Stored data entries

================================

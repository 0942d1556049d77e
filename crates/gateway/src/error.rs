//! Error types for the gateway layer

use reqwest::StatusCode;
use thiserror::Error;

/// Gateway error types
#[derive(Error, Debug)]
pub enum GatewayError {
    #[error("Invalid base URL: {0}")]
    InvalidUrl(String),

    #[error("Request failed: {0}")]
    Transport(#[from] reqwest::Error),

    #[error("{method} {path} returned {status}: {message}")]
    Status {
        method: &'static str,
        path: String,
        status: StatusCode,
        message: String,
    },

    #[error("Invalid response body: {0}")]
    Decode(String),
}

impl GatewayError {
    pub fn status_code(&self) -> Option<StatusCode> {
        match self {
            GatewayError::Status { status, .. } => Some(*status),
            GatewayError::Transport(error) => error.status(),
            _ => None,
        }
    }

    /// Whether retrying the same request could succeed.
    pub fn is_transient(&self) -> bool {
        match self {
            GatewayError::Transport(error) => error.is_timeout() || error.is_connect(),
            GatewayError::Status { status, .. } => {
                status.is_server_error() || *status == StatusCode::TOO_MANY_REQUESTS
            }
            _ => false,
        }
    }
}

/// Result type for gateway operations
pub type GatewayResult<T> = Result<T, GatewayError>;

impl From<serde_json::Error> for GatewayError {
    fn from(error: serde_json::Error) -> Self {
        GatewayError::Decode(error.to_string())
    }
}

================================

Your reply should hold every line from the data that contains "Result", copied in full.

▸ Answer for the task:
/// Result type for gateway operations
pub type GatewayResult<T> = Result<T, GatewayError>;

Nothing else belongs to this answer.